__WORK REQUIRED__. Everything in the listing must be repeated word for word.

··· EXCERPTED DATA ···

use chrono::{DateTime, NaiveDate, Utc};
use serde::{Deserialize, Serialize};

#[derive(Debug, Clone, Serialize, Deserialize)]
#[serde(rename_all = "camelCase")]
pub struct Booking {
    pub id: String,
    pub session_id: String,
    pub hotel_id: String,
    /// Hotel name as it was when the booking was made.
    pub hotel_name: String,
    pub guest_name: String,
    pub guest_email: String,
    pub guest_phone: String,
    pub check_in: NaiveDate,
    pub check_out: NaiveDate,
    pub guests: u32,
    pub rooms: u32,
    pub total_amount: f64,
    pub status: BookingStatus,
    pub special_requests: String,
    pub created_at: DateTime<Utc>,
    pub updated_at: DateTime<Utc>,
}

impl Booking {
    /// Whether this booking still holds rooms.
    pub fn occupies_rooms(&self) -> bool {
        matches!(self.status, BookingStatus::Pending | BookingStatus::Confirmed)
    }
}

#[derive(Debug, Clone, Copy, Serialize, Deserialize, PartialEq, Eq)]
#[serde(rename_all = "lowercase")]
pub enum BookingStatus {
    Pending,
    Confirmed,
    Cancelled,
    Completed,
}

impl BookingStatus {
    pub fn as_str(&self) -> &'static str {
        match self {
            BookingStatus::Pending => "pending",
            BookingStatus::Confirmed => "confirmed",
            BookingStatus::Cancelled => "cancelled",
            BookingStatus::Completed => "completed",
        }
    }

    pub fn parse(s: &str) -> Option<Self> {
        match s {
            "pending" => Some(BookingStatus::Pending),
            "confirmed" => Some(BookingStatus::Confirmed),
            "cancelled" => Some(BookingStatus::Cancelled),
            "completed" => Some(BookingStatus::Completed),
            _ => None,
        }
    }
}

/// Fields of a booking that may be edited after creation.
///
/// Dates, rooms and the total are fixed once the booking exists.
#[derive(Debug, Clone, Default, Deserialize)]
#[serde(rename_all = "camelCase")]
pub struct BookingUpdate {
    pub status: Option<BookingStatus>,
    pub guest_name: Option<String>,
    pub guest_email: Option<String>,
    pub guest_phone: Option<String>,
    pub guests: Option<u32>,
    pub special_requests: Option<String>,
}

/// Body of a direct booking request. Required fields are checked by the
/// booking service so every missing one can be reported at once.
#[derive(Debug, Clone, Default, Deserialize)]
#[serde(rename_all = "camelCase")]
pub struct NewBooking {
    pub session_id: Option<String>,
    pub hotel_id: Option<String>,
    pub guest_name: Option<String>,
    pub guest_email: Option<String>,
    pub guest_phone: Option<String>,
    pub check_in: Option<String>,
    pub check_out: Option<String>,
    pub guests: Option<u32>,
    pub rooms: Option<u32>,
    pub special_requests: Option<String>,
}

impl NewBooking {
    pub fn missing_fields(&self) -> Vec<&'static str> {
        let present = |v: &Option<String>| v.as_deref().is_some_and(|s| !s.trim().is_empty());
        let mut missing = vec![];
        if !present(&self.hotel_id) {
            missing.push("hotelId");
        }
        if !present(&self.guest_name) {
            missing.push("guestName");
        }
        if !present(&self.guest_email) {
            missing.push("guestEmail");
        }
        if !present(&self.check_in) {
            missing.push("checkIn");
        }
        if !present(&self.check_out) {
            missing.push("checkOut");
        }
        missing
    }
}

#[derive(Debug, Clone, Default, Deserialize)]
#[serde(rename_all = "camelCase")]
pub struct BookingFilter {
    pub session_id: Option<String>,
    pub hotel_id: Option<String>,
    pub status: Option<String>,
    pub guest_email: Option<String>,
    pub check_in_start: Option<NaiveDate>,
    pub check_in_end: Option<NaiveDate>,
    pub page: Option<u32>,
    pub limit: Option<u32>,
}

#[derive(Debug, Clone, Default, Serialize, PartialEq)]
#[serde(rename_all = "camelCase")]
pub struct StatusCounts {
    pub pending: i64,
    pub confirmed: i64,
    pub cancelled: i64,
    pub completed: i64,
}

#[derive(Debug, Clone, Default, Serialize)]
#[serde(rename_all = "camelCase")]
pub struct BookingStats {
    pub total_bookings: i64,
    pub total_revenue: f64,
    pub status_counts: StatusCounts,
    pub average_booking_value: f64,
}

···

__RESULT OF THE TASK__.
use chrono::{DateTime, NaiveDate, Utc};
use serde::{Deserialize, Serialize};

#[derive(Debug, Clone, Serialize, Deserialize)]
#[serde(rename_all = "camelCase")]
pub struct Booking {
    pub id: String,
    pub session_id: String,
    pub hotel_id: String,
    /// Hotel name as it was when the booking was made.
    pub hotel_name: String,
    pub guest_name: String,
    pub guest_email: String,
    pub guest_phone: String,
    pub check_in: NaiveDate,
    pub check_out: NaiveDate,
    pub guests: u32,
    pub rooms: u32,
    pub total_amount: f64,
    pub status: BookingStatus,
    pub special_requests: String,
    pub created_at: DateTime<Utc>,
    pub updated_at: DateTime<Utc>,
}

impl Booking {
    /// Whether this booking still holds rooms.
    pub fn occupies_rooms(&self) -> bool {
        matches!(self.status, BookingStatus::Pending | BookingStatus::Confirmed)
    }
}

#[derive(Debug, Clone, Copy, Serialize, Deserialize, PartialEq, Eq)]
#[serde(rename_all = "lowercase")]
pub enum BookingStatus {
    Pending,
    Confirmed,
    Cancelled,
    Completed,
}

impl BookingStatus {
    pub fn as_str(&self) -> &'static str {
        match self {
            BookingStatus::Pending => "pending",
            BookingStatus::Confirmed => "confirmed",
            BookingStatus::Cancelled => "cancelled",
            BookingStatus::Completed => "completed",
        }
    }

    pub fn parse(s: &str) -> Option<Self> {
        match s {
            "pending" => Some(BookingStatus::Pending),
            "confirmed" => Some(BookingStatus::Confirmed),
            "cancelled" => Some(BookingStatus::Cancelled),
            "completed" => Some(BookingStatus::Completed),
            _ => None,
        }
    }
}

/// Fields of a booking that may be edited after creation.
///
/// Dates, rooms and the total are fixed once the booking exists.
#[derive(Debug, Clone, Default, Deserialize)]
#[serde(rename_all = "camelCase")]
pub struct BookingUpdate {
    pub status: Option<BookingStatus>,
    pub guest_name: Option<String>,
    pub guest_email: Option<String>,
    pub guest_phone: Option<String>,
    pub guests: Option<u32>,
    pub special_requests: Option<String>,
}

/// Body of a direct booking request. Required fields are checked by the
/// booking service so every missing one can be reported at once.
#[derive(Debug, Clone, Default, Deserialize)]
#[serde(rename_all = "camelCase")]
pub struct NewBooking {
    pub session_id: Option<String>,
    pub hotel_id: Option<String>,
    pub guest_name: Option<String>,
    pub guest_email: Option<String>,
    pub guest_phone: Option<String>,
    pub check_in: Option<String>,
    pub check_out: Option<String>,
    pub guests: Option<u32>,
    pub rooms: Option<u32>,
    pub special_requests: Option<String>,
}

impl NewBooking {
    pub fn missing_fields(&self) -> Vec<&'static str> {
        let present = |v: &Option<String>| v.as_deref().is_some_and(|s| !s.trim().is_empty());
        let mut missing = vec![];
        if !present(&self.hotel_id) {
            missing.push("hotelId");
        }
        if !present(&self.guest_name) {
            missing.push("guestName");
        }
        if !present(&self.guest_email) {
            missing.push("guestEmail");
        }
        if !present(&self.check_in) {
            missing.push("checkIn");
        }
        if !present(&self.check_out) {
            missing.push("checkOut");
        }
        missing
    }
}

#[derive(Debug, Clone, Default, Deserialize)]
#[serde(rename_all = "camelCase")]
pub struct BookingFilter {
    pub session_id: Option<String>,
    pub hotel_id: Option<String>,
    pub status: Option<String>,
    pub guest_email: Option<String>,
    pub check_in_start: Option<NaiveDate>,
    pub check_in_end: Option<NaiveDate>,
    pub page: Option<u32>,
    pub limit: Option<u32>,
}

#[derive(Debug, Clone, Default, Serialize, PartialEq)]
#[serde(rename_all = "camelCase")]
pub struct StatusCounts {
    pub pending: i64,
    pub confirmed: i64,
    pub cancelled: i64,
    pub completed: i64,
}

#[derive(Debug, Clone, Default, Serialize)]
#[serde(rename_all = "camelCase")]
pub struct BookingStats {
    pub total_bookings: i64,
    pub total_revenue: f64,
    pub status_counts: StatusCounts,
    pub average_booking_value: f64,
}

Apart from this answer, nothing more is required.